**Task**
Output every line from the beginning of the records through the line that contains "failure a caller", exactly as it appears.

Data entries
[Start of Attachment]

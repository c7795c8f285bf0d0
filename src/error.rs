//! Typed errors for engines, the cache and the orchestrator.
//!
//! Engine errors are recoverable inside the orchestrator (retry, then the
//! next engine). Cache errors never reach callers. The only failure a caller
//! sees for a well-formed query is `ExtractionError::AllEnginesExhausted`.

use std::fmt;
use std::time::Duration;

use serde::Serialize;
use thiserror::Error;
use utoipa::ToSchema;

use crate::record::Record;

/// Failure of a single engine call.
#[derive(Debug, Clone, Error, PartialEq)]
pub enum EngineError {
    /// Browser process could not be started.
    #[error("failed to launch browser: {0}")]
    Launch(String),

    /// Page did not respond before the deadline.
    #[error("navigation timed out after {0:?}")]
    NavigationTimeout(Duration),

    /// A required element never appeared on the page.
    #[error("element not found: {0}")]
    ElementNotFound(String),

    /// The browser session died mid-extraction.
    #[error("browser session crashed: {0}")]
    Crashed(String),

    /// Caller tripped the cancellation token.
    #[error("extraction cancelled")]
    Cancelled,
}

impl EngineError {
    /// Map a `headless_chrome` failure onto the taxonomy.
    ///
    /// The browser crate reports everything through `anyhow`, so the
    /// classification works on the rendered message.
    pub fn from_browser(err: &anyhow::Error, timeout: Duration) -> Self {
        let message = format!("{:#}", err);
        let lower = message.to_lowercase();
        if lower.contains("timeout") || lower.contains("timed out") || lower.contains("never came") {
            EngineError::NavigationTimeout(timeout)
        } else if lower.contains("no element found") || lower.contains("could not find node") {
            EngineError::ElementNotFound(message)
        } else {
            EngineError::Crashed(message)
        }
    }
}

/// Why a single attempt did not produce an accepted record.
#[derive(Debug, Clone, PartialEq)]
pub enum AttemptOutcome {
    /// Hard error from the engine.
    Failed(EngineError),
    /// Soft failure: a record came back but scored under the floor.
    BelowQualityFloor { score: u8, floor: u8 },
}

impl fmt::Display for AttemptOutcome {
    fn fmt(&self, f: &mut fmt::Formatter<'_>) -> fmt::Result {
        match self {
            AttemptOutcome::Failed(e) => write!(f, "{}", e),
            AttemptOutcome::BelowQualityFloor { score, floor } => {
                write!(f, "quality {} below floor {}", score, floor)
            }
        }
    }
}

/// One engine attempt as recorded in the exhaustion report.
#[derive(Debug, Clone, PartialEq)]
pub struct AttemptRecord {
    pub engine: String,
    pub attempt: u32,
    pub outcome: AttemptOutcome,
}

/// Per-engine digest of an exhausted extraction, handy for API responses.
#[derive(Debug, Clone, Serialize, PartialEq, ToSchema)]
pub struct EngineFailureSummary {
    pub engine: String,
    pub attempts: u32,
    pub last_error: String,
}

/// Terminal failures returned by the orchestrator.
#[derive(Debug, Error)]
pub enum ExtractionError {
    /// Every engine was tried and none produced an acceptable record.
    #[error("all engines exhausted for '{query}': {}", summarize(.attempts))]
    AllEnginesExhausted {
        query: String,
        attempts: Vec<AttemptRecord>,
        /// Highest-scoring soft-failed record, if any engine produced one.
        best_effort: Option<Box<Record>>,
    },

    /// The query was empty after normalization.
    #[error("query is empty")]
    EmptyQuery,
}

impl ExtractionError {
    /// Engines tried, in order, with their attempt counts and last errors.
    pub fn engine_summaries(&self) -> Vec<EngineFailureSummary> {
        match self {
            ExtractionError::AllEnginesExhausted { attempts, .. } => summaries(attempts),
            ExtractionError::EmptyQuery => Vec::new(),
        }
    }

    /// True when the chain stopped because the caller cancelled it.
    pub fn was_cancelled(&self) -> bool {
        match self {
            ExtractionError::AllEnginesExhausted { attempts, .. } => attempts
                .last()
                .map(|a| a.outcome == AttemptOutcome::Failed(EngineError::Cancelled))
                .unwrap_or(false),
            ExtractionError::EmptyQuery => false,
        }
    }
}

fn summaries(attempts: &[AttemptRecord]) -> Vec<EngineFailureSummary> {
    let mut out: Vec<EngineFailureSummary> = Vec::new();
    for record in attempts {
        match out.iter_mut().find(|s| s.engine == record.engine) {
            Some(summary) => {
                summary.attempts += 1;
                summary.last_error = record.outcome.to_string();
            }
            None => out.push(EngineFailureSummary {
                engine: record.engine.clone(),
                attempts: 1,
                last_error: record.outcome.to_string(),
            }),
        }
    }
    out
}

fn summarize(attempts: &[AttemptRecord]) -> String {
    if attempts.is_empty() {
        return "no engine attempted".to_string();
    }
    summaries(attempts)
        .iter()
        .map(|s| format!("{} x{} (last: {})", s.engine, s.attempts, s.last_error))
        .collect::<Vec<_>>()
        .join("; ")
}

/// Storage-layer errors. Logged and swallowed by the orchestrator.
#[derive(Debug, Error)]
pub enum CacheError {
    #[error("storage error: {0}")]
    Storage(#[from] sqlx::Error),

    #[error("serialization error: {0}")]
    Serialization(#[from] serde_json::Error),

    #[error("migration error: {0}")]
    Migration(String),

    #[error("corrupt cache row: {0}")]
    Corrupt(String),
}

pub type CacheResult<T> = std::result::Result<T, CacheError>;
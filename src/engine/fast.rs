use std::sync::Arc;
use std::time::Duration;

use async_trait::async_trait;
use headless_chrome::Tab;
use tracing::{debug, info};

use super::parse::{self, ParseOptions};
use super::session::{run_session, BrowserSession, SessionConfig};
use super::{EngineAdapter, ExtractOptions};
use crate::error::EngineError;
use crate::query::NormalizedQuery;
use crate::record::Record;

const PANEL_OR_LIST: &str = "h1.DUwDvf, a.hfpxzc";
const PANEL: &str = "h1.DUwDvf";
const CONSENT_BUTTON: &str = "form[action*='consent'] button, button[aria-label*='Accept all']";

/// Primary engine: images off, short waits, overview reviews only.
pub struct FastEngine {
    session: SessionConfig,
    element_wait: Duration,
}

impl FastEngine {
    pub fn new(session: SessionConfig) -> Self {
        Self {
            session: SessionConfig { load_images: false, ..session },
            element_wait: Duration::from_secs(8),
        }
    }
}

#[async_trait]
impl EngineAdapter for FastEngine {
    fn name(&self) -> &str {
        "fast"
    }

    async fn extract(&self, query: &NormalizedQuery, options: &ExtractOptions) -> Result<Record, EngineError> {
        let url = query.navigation_url();
        let wait = self.element_wait.min(options.timeout);
        let parse_options = ParseOptions {
            include_reviews: options.include_reviews,
            max_reviews: options.max_reviews,
        };
        info!(engine = "fast", query = %query.display(), "🔎 extracting");

        run_session(&self.session, options, move |session| {
            let tab = session.new_tab()?;
            let (html, final_url) = open_place(session, &tab, &url, wait)?;
            parse::parse_place(&html, &final_url, parse_options)
        })
        .await
    }
}

/// Navigate to `url` and end up on a single place panel, following the first
/// search result if the search landed on a list. Returns the panel HTML and
/// the URL the tab ended on.
pub(super) fn open_place(
    session: &BrowserSession,
    tab: &Arc<Tab>,
    url: &str,
    wait: Duration,
) -> Result<(String, String), EngineError> {
    debug!(url, "navigating");
    tab.navigate_to(url).map_err(|e| EngineError::from_browser(&e, wait))?;
    tab.wait_until_navigated().map_err(|e| EngineError::from_browser(&e, wait))?;
    session.check_aborted()?;

    accept_consent(tab, wait);

    tab.wait_for_element_with_custom_timeout(PANEL_OR_LIST, wait)
        .map_err(|_| EngineError::ElementNotFound("place panel or result list".to_string()))?;
    session.check_aborted()?;

    let mut html = tab.get_content().map_err(|e| EngineError::from_browser(&e, wait))?;
    if tab.find_element(PANEL).is_err() {
        let link = parse::first_result_link(&html)
            .ok_or_else(|| EngineError::ElementNotFound("search result".to_string()))?;
        debug!(link = %link, "search returned a list, opening first result");
        tab.navigate_to(&link).map_err(|e| EngineError::from_browser(&e, wait))?;
        tab.wait_for_element_with_custom_timeout(PANEL, wait)
            .map_err(|_| EngineError::ElementNotFound("place panel".to_string()))?;
        session.check_aborted()?;
        html = tab.get_content().map_err(|e| EngineError::from_browser(&e, wait))?;
    }

    Ok((html, tab.get_url()))
}

fn accept_consent(tab: &Arc<Tab>, wait: Duration) {
    if !tab.get_url().contains("consent.") {
        return;
    }
    debug!("consent page detected");
    if let Ok(button) = tab.wait_for_element_with_custom_timeout(CONSENT_BUTTON, wait) {
        if button.click().is_ok() {
            let _ = tab.wait_until_navigated();
        }
    }
}
//! Batch coordinator.
//!
//! Every query holds a browser session while it runs, so concurrency is
//! always bounded by a semaphore. Results come back in input order no matter
//! which query finishes first. Dropping a running batch cancels its queries.

use std::sync::Arc;
use std::time::Instant;

use serde::Serialize;
use tokio::sync::Semaphore;
use tracing::{error, info};
use utoipa::ToSchema;
use uuid::Uuid;

use crate::error::EngineFailureSummary;
use crate::orchestrator::{ExtractRequest, Extraction, Orchestrator};

pub const MIN_WORKERS: usize = 1;
pub const MAX_WORKERS: usize = 5;

/// Result for one query of a batch.
#[derive(Debug, Clone, Serialize, ToSchema)]
#[serde(tag = "status", rename_all = "snake_case")]
pub enum BatchOutcome {
    Extracted { extraction: Extraction },
    Failed { error: String, engines: Vec<EngineFailureSummary> },
}

#[derive(Debug, Clone, Serialize, ToSchema)]
pub struct BatchItem {
    pub index: usize,
    pub query: String,
    pub outcome: BatchOutcome,
}

#[derive(Debug, Clone, Default, Serialize, ToSchema)]
pub struct BatchSummary {
    pub total: usize,
    pub succeeded: usize,
    pub failed: usize,
    pub from_cache: usize,
    pub elapsed_seconds: f64,
}

#[derive(Debug, Clone, Serialize, ToSchema)]
pub struct BatchReport {
    #[schema(value_type = String)]
    pub id: Uuid,
    pub items: Vec<BatchItem>,
    pub summary: BatchSummary,
}

/// Runs many queries through one orchestrator with bounded concurrency.
pub struct BatchCoordinator {
    orchestrator: Arc<Orchestrator>,
    workers: usize,
}

impl BatchCoordinator {
    /// `workers` is clamped to `MIN_WORKERS..=MAX_WORKERS`.
    pub fn new(orchestrator: Arc<Orchestrator>, workers: usize) -> Self {
        Self {
            orchestrator,
            workers: workers.clamp(MIN_WORKERS, MAX_WORKERS),
        }
    }

    pub fn workers(&self) -> usize {
        self.workers
    }

    pub async fn run(&self, queries: Vec<String>, request: ExtractRequest) -> BatchReport {
        let id = Uuid::new_v4();
        let started = Instant::now();
        let total = queries.len();
        info!(batch_id = %id, total, workers = self.workers, "📦 batch started");

        let semaphore = Arc::new(Semaphore::new(self.workers));
        let mut handles = Vec::with_capacity(total);

        // Cancels every query still queued or running if this future is dropped.
        let batch_cancel = request.cancel.child_token();
        let _cancel_on_drop = batch_cancel.clone().drop_guard();

        for query in &queries {
            let semaphore = semaphore.clone();
            let orchestrator = self.orchestrator.clone();
            let query = query.clone();
            let request = ExtractRequest {
                cancel: batch_cancel.child_token(),
                ..request.clone()
            };

            handles.push(tokio::spawn(async move {
                let _permit = semaphore.acquire_owned().await;
                orchestrator.extract(&query, &request).await
            }));
        }

        let mut items = Vec::with_capacity(total);
        let mut summary = BatchSummary { total, ..BatchSummary::default() };

        // Handles are awaited in spawn order, which is input order.
        for (index, (query, handle)) in queries.into_iter().zip(handles).enumerate() {
            let outcome = match handle.await {
                Ok(Ok(extraction)) => {
                    summary.succeeded += 1;
                    if extraction.provenance.from_cache {
                        summary.from_cache += 1;
                    }
                    BatchOutcome::Extracted { extraction }
                }
                Ok(Err(e)) => {
                    summary.failed += 1;
                    BatchOutcome::Failed {
                        error: e.to_string(),
                        engines: e.engine_summaries(),
                    }
                }
                Err(e) => {
                    error!(batch_id = %id, index, error = %e, "batch worker panicked");
                    summary.failed += 1;
                    BatchOutcome::Failed {
                        error: format!("worker panicked: {}", e),
                        engines: Vec::new(),
                    }
                }
            };
            items.push(BatchItem { index, query, outcome });
        }

        summary.elapsed_seconds = started.elapsed().as_secs_f64();
        info!(
            batch_id = %id,
            succeeded = summary.succeeded,
            failed = summary.failed,
            from_cache = summary.from_cache,
            seconds = summary.elapsed_seconds,
            "📊 batch finished"
        );

        BatchReport { id, items, summary }
    }
}

#[cfg(test)]
mod tests {
    use super::*;
    use std::sync::atomic::{AtomicUsize, Ordering};
    use std::time::Duration;

    use async_trait::async_trait;

    use crate::cache::CacheStore;
    use crate::engine::{EngineAdapter, ExtractOptions};
    use crate::error::EngineError;
    use crate::orchestrator::OrchestratorPolicy;
    use crate::query::NormalizedQuery;
    use crate::record::Record;
    use crate::testing::{rich_record, ScriptedEngine};

    /// Tracks how many calls run at once; sleeps longer for earlier queries so
    /// completion order is the reverse of input order.
    #[derive(Default)]
    struct ProbeEngine {
        active: AtomicUsize,
        peak: AtomicUsize,
    }

    #[async_trait]
    impl EngineAdapter for ProbeEngine {
        fn name(&self) -> &str {
            "probe"
        }

        async fn extract(&self, query: &NormalizedQuery, _options: &ExtractOptions) -> Result<Record, EngineError> {
            let now = self.active.fetch_add(1, Ordering::SeqCst) + 1;
            self.peak.fetch_max(now, Ordering::SeqCst);

            let n: u64 = query.display().trim_start_matches("shop ").parse().unwrap_or(0);
            tokio::time::sleep(Duration::from_millis(80 - n * 10)).await;

            self.active.fetch_sub(1, Ordering::SeqCst);
            if n == 3 {
                return Err(EngineError::ElementNotFound("place name".to_string()));
            }
            Ok(rich_record(&format!("Shop {}", n), 100 + n))
        }
    }

    async fn coordinator(engine: Arc<ProbeEngine>, workers: usize) -> BatchCoordinator {
        let cache = Arc::new(CacheStore::in_memory().await.unwrap());
        let policy = OrchestratorPolicy {
            max_attempts: 1,
            ..OrchestratorPolicy::default()
        };
        let orchestrator = Arc::new(Orchestrator::new(cache, vec![engine as Arc<dyn EngineAdapter>], policy));
        BatchCoordinator::new(orchestrator, workers)
    }

    #[tokio::test]
    async fn test_results_keep_input_order_and_bound() {
        let engine = Arc::new(ProbeEngine::default());
        let batch = coordinator(engine.clone(), 2).await;
        let queries: Vec<String> = (0..6).map(|i| format!("shop {}", i)).collect();

        let report = batch.run(queries.clone(), ExtractRequest::default()).await;

        assert_eq!(report.items.len(), 6);
        for (i, item) in report.items.iter().enumerate() {
            assert_eq!(item.index, i);
            assert_eq!(item.query, queries[i]);
        }
        match &report.items[5].outcome {
            BatchOutcome::Extracted { extraction } => assert_eq!(extraction.record.name, "Shop 5"),
            other => panic!("unexpected outcome: {:?}", other),
        }
        assert!(matches!(report.items[3].outcome, BatchOutcome::Failed { .. }));
        assert_eq!(report.summary.succeeded, 5);
        assert_eq!(report.summary.failed, 1);
        assert!(engine.peak.load(Ordering::SeqCst) <= 2);
    }

    #[tokio::test]
    async fn test_abandoned_batch_starts_no_new_extractions() {
        let engine = ScriptedEngine::new("fast")
            .always_return(rich_record("Shop", 1))
            .with_delay(Duration::from_millis(300));
        let cache = Arc::new(CacheStore::in_memory().await.unwrap());
        let policy = OrchestratorPolicy {
            max_attempts: 1,
            ..OrchestratorPolicy::default()
        };
        let engines: Vec<Arc<dyn EngineAdapter>> = vec![Arc::new(engine.clone())];
        let batch = BatchCoordinator::new(Arc::new(Orchestrator::new(cache, engines, policy)), 2);
        let queries: Vec<String> = (0..6).map(|i| format!("shop {}", i)).collect();

        let outer = tokio::time::timeout(Duration::from_millis(80), batch.run(queries, ExtractRequest::default())).await;
        assert!(outer.is_err());
        let at_drop = engine.call_count();

        tokio::time::sleep(Duration::from_millis(500)).await;
        assert_eq!(at_drop, 2);
        assert_eq!(engine.call_count(), at_drop);
    }

    #[tokio::test]
    async fn test_worker_count_is_clamped() {
        let engine = Arc::new(ProbeEngine::default());
        assert_eq!(coordinator(engine.clone(), 0).await.workers(), 1);
        assert_eq!(coordinator(engine, 64).await.workers(), MAX_WORKERS);
    }

    #[tokio::test]
    async fn test_repeated_queries_hit_cache() {
        let engine = Arc::new(ProbeEngine::default());
        let batch = coordinator(engine, 1).await;

        batch.run(vec!["shop 1".to_string()], ExtractRequest::default()).await;
        let report = batch.run(vec!["shop 1".to_string()], ExtractRequest::default()).await;
        assert_eq!(report.summary.from_cache, 1);
    }
}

[End of Attachment]

**Final answer**
repository c7795c8f285bf0d0
filename src/error.rs
//! Typed errors for engines, the cache and the orchestrator.
//!
//! Engine errors are recoverable inside the orchestrator (retry, then the
//! next engine). Cache errors never reach callers. The only failure a caller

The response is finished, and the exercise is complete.